(Source data)

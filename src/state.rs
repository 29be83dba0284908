//! Panel and navigation state.
//!
//! Pure data; the controller owns one of each and drives the transitions.

#[cfg(test)]
#[path = "state_test.rs"]
mod state_test;

/// Whether the panel is showing.
#[derive(Debug, Clone, Copy, Default, PartialEq, Eq)]
pub enum PanelState {
    #[default]
    Closed,
    Open,
}

impl PanelState {
    #[must_use]
    pub fn is_open(self) -> bool {
        self == Self::Open
    }
}

/// Which navigation view is visible inside the panel.
#[derive(Debug, Clone, Default, PartialEq, Eq)]
pub enum NavState {
    #[default]
    Main,
    /// A submenu, keyed by its id.
    Submenu(String),
}

impl NavState {
    #[must_use]
    pub fn is_main(&self) -> bool {
        matches!(self, Self::Main)
    }

    /// Id of the active submenu, if any.
    #[must_use]
    pub fn submenu(&self) -> Option<&str> {
        match self {
            Self::Main => None,
            Self::Submenu(id) => Some(id),
        }
    }
}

* [Directions for this task] Look through the data above. Find each line with the string "Clone" and copy it.

* [Result of this task]
#[derive(Debug, Clone, Copy, Default, PartialEq, Eq)]
#[derive(Debug, Clone, Default, PartialEq, Eq)]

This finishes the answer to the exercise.